The provision of airway patency safety and effective respiration during critical patient care and cardiopulmonary resuscitation(CPR) is an essential component of advanced life support.[1] Endotracheal intubation, a routine procedure in emergency medicine, is crucial for maintaining airway patency. However, inadvertent esophageal intubation carries significant risks, including mortality and morbidity. Studies report incidence rates of improper tube placement during cardiac arrest ranging from 2.9% to 16.7%, highlighting the importance of accurate placement.[2,3] In addition to traditional methods such as direct visualization of the vocal cords, observation of chest expansion, listening to lung sounds, and vaporization of the inner wall of the tracheal tube, the use of quantitative waveform capnography and ultrasonographic assessment (including tracheal ultrasonography, detecting sliding of the pleura, or diaphragm movement) have become increasingly common recently.[1,4 9]
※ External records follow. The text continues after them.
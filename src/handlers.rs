use crate::error::AppError;
use crate::types::AppState;
use crate::vapi_types::{
    AssistantConfig, FunctionCallReply, OrderStatusResult, WebhookAck, WebhookEvent,
};

use axum::{
    extract::{Host, Path, State},
    response::{IntoResponse, Response},
    Json,
};
use serde_json::Value;
use std::sync::Arc;
use tracing::{debug, info};

/// Provision the fixed assistant profile on the platform, pointing its
/// webhook at this service.  The platform's response body is relayed
/// verbatim.
pub async fn create_assistant(
    Host(host): Host,
    State(app_state): State<Arc<AppState>>,
) -> Result<Json<Value>, AppError> {
    let webhook_url = format!("https://{host}/webhook");
    let config = AssistantConfig::customer_service(&webhook_url);
    let created = app_state.create_assistant(&config).await?;
    Ok(Json(created))
}

/// Dispatch on the platform's call events.  Only a getOrderStatus function
/// call produces a reply of its own; everything else gets the default ack.
pub async fn webhook(
    State(app_state): State<Arc<AppState>>,
    Json(event): Json<WebhookEvent>,
) -> Response {
    debug!(event = ?event, "webhook received");

    match event {
        WebhookEvent::ConversationUpdate { message } => {
            if let Some(message) = message {
                if message.kind.as_deref() == Some("transcript") {
                    if let Some(transcript) = &message.transcript {
                        info!(transcript = %transcript, "caller transcript");
                        if transcript.to_lowercase().contains("order status") {
                            // Detection hook only; the actual lookup happens
                            // when the model issues a function call.
                            info!("order status inquiry detected");
                        }
                    }
                }
            }
        }
        WebhookEvent::FunctionCall { message } => {
            if let Some(function_call) = message.and_then(|m| m.function_call) {
                if function_call.name == "getOrderStatus" {
                    let order_number = function_call
                        .parameters
                        .get("orderNumber")
                        .and_then(Value::as_str)
                        .unwrap_or_default()
                        .to_string();
                    let order_status = app_state.orders.lookup(&order_number).await;
                    return Json(FunctionCallReply {
                        result: OrderStatusResult {
                            order_status,
                            order_number,
                        },
                    })
                    .into_response();
                }
                debug!(function = %function_call.name, "no handler for requested function");
            }
        }
        WebhookEvent::CallEnd { call } => {
            info!(call = ?call, "call ended");
        }
        WebhookEvent::Other => {}
    }

    Json(WebhookAck { success: true }).into_response()
}

/// Pass a single call record through from the platform.
pub async fn call_analytics(
    Path(call_id): Path<String>,
    State(app_state): State<Arc<AppState>>,
) -> Result<Json<Value>, AppError> {
    let call = app_state.get_call(&call_id).await?;
    Ok(Json(call))
}
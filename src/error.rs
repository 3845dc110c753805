use axum::http::StatusCode;
use axum::response::{IntoResponse, Response};
use axum::Json;
use serde::Serialize;

#[derive(Debug)]
pub struct AppError(pub &'static str);

impl std::fmt::Display for AppError {
    fn fmt(&self, f: &mut std::fmt::Formatter) -> std::fmt::Result {
        write!(f, "{}", self.0)
    }
}

impl std::error::Error for AppError {
    fn description(&self) -> &str {
        self.0
    }
}

#[derive(Serialize)]
struct ErrorBody {
    error: &'static str,
}

/// Upstream failures all render the same way: a 500 with a generic message.
/// Whatever the platform actually said only goes to the log.
impl IntoResponse for AppError {
    fn into_response(self) -> Response {
        (StatusCode::INTERNAL_SERVER_ERROR, Json(ErrorBody { error: self.0 })).into_response()
    }
}
use crate::error::AppError;
use crate::orders::OrderDirectory;
use crate::vapi_types::AssistantConfig;

use serde_json::Value;
use tracing::error;

/// Process-wide immutable state: credentials and base URL for the voice
/// platform, one shared HTTP client, and the order table.  Built once in
/// main and handed to every handler behind an Arc.
pub struct AppState {
    pub vapi_api_key: String,
    pub vapi_base_url: String,
    pub http_client: reqwest::Client,
    pub orders: OrderDirectory,
}

impl AppState {
    /// Register an assistant profile with the platform and return its
    /// response body untouched.
    pub async fn create_assistant(&self, config: &AssistantConfig) -> Result<Value, AppError> {
        let url = format!("{}/assistant", self.vapi_base_url);
        let resp = self
            .http_client
            .post(url)
            .bearer_auth(&self.vapi_api_key)
            .json(config)
            .send()
            .await
            .map_err(|e| {
                error!(error=%e, "failed to send assistant request to the platform");
                AppError("Failed to create assistant")
            })?;
        if !resp.status().is_success() {
            let status = resp.status();
            let payload = resp.text().await.unwrap_or_default();
            error!(status=%status, payload=%payload, "platform rejected assistant request");
            return Err(AppError("Failed to create assistant"));
        }
        resp.json().await.map_err(|e| {
            error!(error=%e, "failed to decode assistant response from the platform");
            AppError("Failed to create assistant")
        })
    }

    /// Fetch the record for a single call from the platform.
    pub async fn get_call(&self, call_id: &str) -> Result<Value, AppError> {
        let url = format!("{}/call/{}", self.vapi_base_url, call_id);
        let resp = self
            .http_client
            .get(url)
            .bearer_auth(&self.vapi_api_key)
            .send()
            .await
            .map_err(|e| {
                error!(error=%e, "failed to send call request to the platform");
                AppError("Failed to fetch call data")
            })?;
        if !resp.status().is_success() {
            let status = resp.status();
            let payload = resp.text().await.unwrap_or_default();
            error!(status=%status, payload=%payload, call_id, "platform rejected call request");
            return Err(AppError("Failed to fetch call data"));
        }
        resp.json().await.map_err(|e| {
            error!(error=%e, "failed to decode call response from the platform");
            AppError("Failed to fetch call data")
        })
    }
}
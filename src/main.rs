use vapi_rs::consts::VAPI_BASE_URL;
use vapi_rs::orders::OrderDirectory;
use vapi_rs::types::AppState;

use std::env;
use std::net::SocketAddr;
use std::sync::Arc;
use tracing::info;
use tracing_subscriber::prelude::*;

#[tokio::main]
async fn main() {
    dotenvy::dotenv().ok();
    let subscriber = tracing_subscriber::registry()
        .with(
            tracing_subscriber::fmt::layer()
                .compact()
                .with_file(true)
                .with_line_number(true),
        )
        .with(tracing_subscriber::filter::Targets::new().with_targets([
            ("hyper", tracing_subscriber::filter::LevelFilter::OFF),
            ("vapi_rs", tracing_subscriber::filter::LevelFilter::DEBUG),
        ]));
    tracing::subscriber::set_global_default(subscriber).unwrap();

    let vapi_api_key = env::var("VAPI_API_KEY").expect("VAPI_API_KEY not set!");
    let port = env::var("PORT")
        .ok()
        .and_then(|p| p.parse::<u16>().ok())
        .unwrap_or(3000);
    let http_client = reqwest::Client::new();

    let app_state = Arc::new(AppState {
        vapi_api_key,
        vapi_base_url: VAPI_BASE_URL.to_string(),
        http_client,
        orders: OrderDirectory::new(),
    });

    let app = vapi_rs::router(app_state);

    let addr = SocketAddr::from(([0, 0, 0, 0], port));
    info!(%addr, "server listening");
    axum::Server::bind(&addr)
        .serve(app.into_make_service())
        .await
        .unwrap();
}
In cases with clear vocal cord visibility during intubation, tube placement confirmation is routine. However, visibility challenges arise in patients with difficult airways. Ensuring accurate tube placement is not always feasible, with limitations in observing chest expansion and lung sounds. Relying on these methods during CPR can disrupt compressions, compromising CPR quality.[4,5] Therefore, correct endotracheal intubation and confirming tube placement are crucial in critically ill patients and during cardiac arrest. The present study describes a case of a critically ill patient with a difficult airway undergoing tracheal ultrasonography guided intubation, which also confirmed tube placement accuracy.

Case Report

A 72 year old patient with chronic obstructive pulmonary disease and heart failure presented to the emergency department (ED) with respiratory distress. The patient exhibited tachypnea (24–28 breaths per minute) and was using auxiliary respiratory muscles. Mild cyanosis was noted in the fingertips. Vital signs revealed a temperature of 37.2°C, heart rate of 112 beats per minute regular, arterial blood pressure of 110/60 mmHg, and pulse oximetry reading of 87%. Pretibial edema was observed as ++. Lung auscultation revealed weak or absent breath sounds in the bilateral lower zones, especially on the right side, with rales in the middle zones. The patient received 100% oxygen support through a face mask and was administered selective beta 2 adrenergic receptor agonist (Ventolin) 2.5 mL nebulization. Intravenous access was established, and routine blood tests were ordered. Bedside ultrasonography revealed bilateral pleural effusion, though more noticeable on the right hemithorax, and bilateral widespread B Lines on thoracic ultrasonography, leading to the initiation of diuretics for suspected pulmonary edema. Despite interventions, saturation improvement could not be achieved, and the pulse oximeter dropped to 75%–80%. Due to decreased consciousness and increased respiratory effort, the decision was made to conduct rapid sequence intubation. The patient was planned to be administered 1.5 mg/kg of ketamine for induction, but cardiac arrest occurred before the administration, and chest compressions were initiated and performed continuously by the emergency nurse. One mg adrenaline was administered intravenously to the patient in asystole. Intubation was initiated by the emergency physician during CPR, but the first attempt was unsuccessful due to difficulty visualizing the vocal cords caused by the patient’s short neck and large tongue.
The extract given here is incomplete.